I met Miss Frost in a library. I like libraries, though I have difficulty pronouncing the word—both the plural and the singular. It seems there are certain words I have considerable trouble pronouncing: nouns, for the most part—people, places, and things that have caused me preternatural excitement, irresolvable conflict, or utter panic. Well, that is the opinion of various voice teachers and speech therapists and psychiatrists who’ve treated me—alas, without success. In elementary school, I was held back a grade due to “severe speech impairments”—an overstatement. I’m now in my late sixties, almost seventy; I’ve ceased to be interested in the cause of my mispronunciations. (Not to put too fine a point on it, but fuck the etiology.)
I don’t even try to say the etiology word, but I can manage to struggle through a comprehensible mispronunciation of library or libraries—the botched word emerging as an unknown fruit. (“Liberry,” or “liberries,” I say—the way children do.)
It’s all the more ironic that my first library was undistinguished. This was the public library in the small town of First Sister, Vermont—a compact red-brick building on the same street where my grandparents lived. I lived in their house on River Street—until I was fifteen, when my mom remarried. My mother met my stepfather in a play.
The town’s amateur theatrical society was called the First Sister Players; for as far back as I can remember, I saw all the plays in our town’s little theater. My mom was the prompter—if you forgot your lines, she told you what to say. (It being an amateur theater, there were a lot of forgotten lines.) For years, I thought the prompter was one of the actors—someone mysteriously offstage, and not in costume, but a necessary contributor to the dialogue.
My stepfather was a new actor in the First Sister Players when my mother met him. He had come to town to teach at Favorite River Academy—the almost-prestigious private school, which was then all boys. For much of my young life (most certainly, by the time I was ten or eleven), I must have known that eventually, when I was “old enough,” I would go to the academy. There was a more modern and better-lit library at the prep school, but the public library in the town of First Sister was my first library, and the librarian there was my first librarian. (Incidentally, I’ve never had any trouble saying the librarian word.)
Needless to say, Miss Frost was a more memorable experience than the library. Inexcusably, it was long after meeting her that I learned her first name. Everyone called her Miss Frost, and she seemed to me to be my mom’s age—or a little younger—when I belatedly got my first library card and met her.

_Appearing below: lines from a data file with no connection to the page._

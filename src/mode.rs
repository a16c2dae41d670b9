use std::{fmt, str::FromStr};

use crate::AppError;

/// The entry point a process runs, picked once at startup.
#[derive(Debug, Clone, Copy, PartialEq, Eq)]
pub enum Mode {
    /// Prediction service over the persisted weights.
    Serve,
    /// Single-node training.
    TrainLocal,
    /// Distributed training, as head or as worker.
    TrainDistributed,
    /// Batch prediction from a file or stdin.
    Predict,
}

impl Mode {
    /// Resolves the mode from the first CLI argument, falling back to `APP_MODE`.
    ///
    /// # Arguments
    /// * `arg` - The first CLI argument, if any.
    /// * `env` - The value of `APP_MODE`, if set.
    ///
    /// # Returns
    /// The mode or a `Mode` error if neither names one.
    pub fn resolve(arg: Option<&str>, env: Option<&str>) -> Result<Self, AppError> {
        match arg.or(env) {
            Some(name) => name.parse(),
            None => Err(AppError::Mode(
                "no run mode given, pass one as argument or set APP_MODE".into(),
            )),
        }
    }
}

impl FromStr for Mode {
    type Err = AppError;

    fn from_str(s: &str) -> Result<Self, Self::Err> {
        match s.trim() {
            "serve" | "api" => Ok(Self::Serve),
            "train" => Ok(Self::TrainLocal),
            "train_distributed" => Ok(Self::TrainDistributed),
            "predict" => Ok(Self::Predict),
            other => Err(AppError::Mode(format!(
                "unknown run mode '{other}', expected one of serve, train, train_distributed, predict"
            ))),
        }
    }
}

impl fmt::Display for Mode {
    fn fmt(&self, f: &mut fmt::Formatter<'_>) -> fmt::Result {
        let name = match self {
            Self::Serve => "serve",
            Self::TrainLocal => "train",
            Self::TrainDistributed => "train_distributed",
            Self::Predict => "predict",
        };
        write!(f, "{name}")
    }
}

My aunt, a most imperious person, had told me that Miss Frost “used to be very good-looking,” but it was impossible for me to imagine that Miss Frost could ever have been better-looking than she was when I met her—notwithstanding that, even as a kid, all I did was imagine things. My aunt claimed that the available men in the town used to fall all over themselves when they met Miss Frost. When one of them got up the nerve to introduce himself—to actually tell Miss Frost his name—the then-beautiful librarian would look at him coldly and icily say, “My name is Miss Frost. Never been married, never want to be.”

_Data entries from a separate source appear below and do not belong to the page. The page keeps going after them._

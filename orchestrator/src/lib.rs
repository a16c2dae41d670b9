//! Head side of distributed training: cluster lifecycle, round coordination and
//! hand-off of the final state to the weight artifact.

pub mod aggregate;
pub mod cluster;
pub mod configs;
pub mod coordinator;
mod error;
mod session;
pub mod status;

use log::info;
use tokio_util::sync::CancellationToken;
use weights::{Producer, WeightBundle};

pub use error::{ConfigError, OrchestratorError, WorkerFailure};
pub use session::ClusterSession;

use crate::{
    cluster::{TcpPool, WorkerPool},
    configs::TrainingConfig,
};

/// Binds the head endpoint and starts every configured worker.
///
/// # Arguments
/// * `config` - The run's config.
///
/// # Returns
/// A running session or a `ClusterStart` error, nothing is left running in that case.
pub async fn start_cluster(
    config: &TrainingConfig,
) -> Result<ClusterSession<TcpPool>, OrchestratorError> {
    let pool = TcpPool::bind(config).await?;
    ClusterSession::start(pool, config).await
}

/// Runs a whole distributed training and persists the resulting weights.
///
/// # Arguments
/// * `config` - The run's config.
/// * `cancel` - Aborts the run, tearing the cluster down.
///
/// # Returns
/// The persisted bundle, nothing is persisted on error.
pub async fn train_distributed(
    config: &TrainingConfig,
    cancel: &CancellationToken,
) -> Result<WeightBundle, OrchestratorError> {
    let session = tokio::select! {
        biased;
        _ = cancel.cancelled() => return Err(OrchestratorError::Aborted),
        session = start_cluster(config) => session?,
    };

    train_session(session, config, cancel).await
}

/// Runs the rounds on an already started session, always shutting it down afterwards.
///
/// # Arguments
/// * `session` - A started session.
/// * `config` - The run's config.
/// * `cancel` - Aborts the run.
///
/// # Returns
/// The persisted bundle, nothing is persisted on error.
pub async fn train_session<P: WorkerPool>(
    mut session: ClusterSession<P>,
    config: &TrainingConfig,
    cancel: &CancellationToken,
) -> Result<WeightBundle, OrchestratorError> {
    let result = coordinator::run(&mut session, config, cancel).await;
    session.shutdown().await;
    let state = result?;

    let bundle = weights::extract(&state, Producer::Distributed);
    weights::persist(&bundle, &config.output.artifact_path)?;

    info!(
        step = state.step(),
        epoch = state.epoch(),
        tensors = bundle.len(),
        params = state.values().len(),
        config_hash = state.config_hash(),
        path:% = config.output.artifact_path.display();
        "distributed training finished"
    );

    Ok(bundle)
}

With that attitude, Miss Frost was still unmarried when I met her; inconceivably, to me, the available men in the town of First Sister had long stopped introducing themselves to her.
THE CRUCIAL DICKENS NOVEL
THE one that made me want to be a writer, or so I’m always saying—was Great Expectations. I’m sure I was fifteen, both when I first read it and when I first reread it. I know this was before I began to attend the academy, because I got the book from the First Sister town library—twice. I won’t forget the day I showed up at the library to take that book out a second time; I’d never wanted to reread an entire novel before.
Miss Frost gave me a penetrating look. At the time, I doubt I was as tall as her shoulders. “Miss Frost was once what they call ‘statuesque,’” my aunt had told me, as if even Miss Frost’s height and shape existed only in the past. (She was forever statuesque to me.)

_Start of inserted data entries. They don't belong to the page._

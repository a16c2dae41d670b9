use crate::{cluster::Report, configs::Aggregation};

/// The merged outcome of a round.
#[derive(Debug, Clone, PartialEq)]
pub struct Aggregate {
    pub grad: Vec<f32>,
    /// Sample weighted mean of the reported losses.
    pub loss: f32,
    pub samples: u64,
    /// L2 norm of `grad`.
    pub norm: f32,
}

/// Merges the accepted reports of a round.
///
/// Accumulation happens in `f64` in ascending worker id order regardless of the order
/// of `reports`, so the result only depends on which workers reported and what.
///
/// # Arguments
/// * `reports` - The accepted `(worker_id, report)` pairs, all of the same length.
/// * `policy` - How reports are merged.
///
/// # Returns
/// The aggregate, empty when there are no reports.
pub fn aggregate(reports: &[(usize, Report)], policy: Aggregation) -> Aggregate {
    let mut ordered: Vec<_> = reports.iter().collect();
    ordered.sort_by_key(|(worker_id, _)| *worker_id);

    let len = ordered.first().map(|(_, r)| r.grad.len()).unwrap_or_default();
    let samples: u64 = ordered.iter().map(|(_, r)| r.samples).sum();
    let count = ordered.len() as f64;

    let weighted = policy == Aggregation::WeightedMean && samples > 0;
    let mut acc = vec![0.0f64; len];

    for (_, report) in &ordered {
        let weight = if weighted { report.samples as f64 } else { 1.0 };
        for (a, g) in acc.iter_mut().zip(&report.grad) {
            *a += weight * f64::from(*g);
        }
    }

    let scale = match policy {
        Aggregation::Sum => 1.0,
        _ if weighted => 1.0 / samples as f64,
        _ if count > 0.0 => 1.0 / count,
        _ => 0.0,
    };

    let grad: Vec<f32> = acc.into_iter().map(|a| (a * scale) as f32).collect();
    let norm = grad.iter().map(|g| f64::from(*g).powi(2)).sum::<f64>().sqrt() as f32;

    let loss = if samples > 0 {
        ordered
            .iter()
            .map(|(_, r)| f64::from(r.loss) * r.samples as f64)
            .sum::<f64>()
            / samples as f64
    } else if count > 0.0 {
        ordered.iter().map(|(_, r)| f64::from(r.loss)).sum::<f64>() / count
    } else {
        0.0
    };

    Aggregate {
        grad,
        loss: loss as f32,
        samples,
        norm,
    }
}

Miss Frost was a woman with an erect posture and broad shoulders, though it was chiefly her small but pretty breasts that got my attention. In seeming contrast to her mannish size and obvious physical strength, Miss Frost’s breasts had a newly developed appearance—the improbable but budding look of a young girl’s. I couldn’t understand how it was possible for an older woman to have achieved this look, but surely her breasts had seized the imagination of every teenage boy who’d encountered her, or so I believed when I met her—when was it?—in 1955. Furthermore, you must understand that Miss Frost never dressed suggestively, at least not in the imposed silence of the forlorn First Sister Public Library; day or night, no matter the hour, there was scarcely anyone there.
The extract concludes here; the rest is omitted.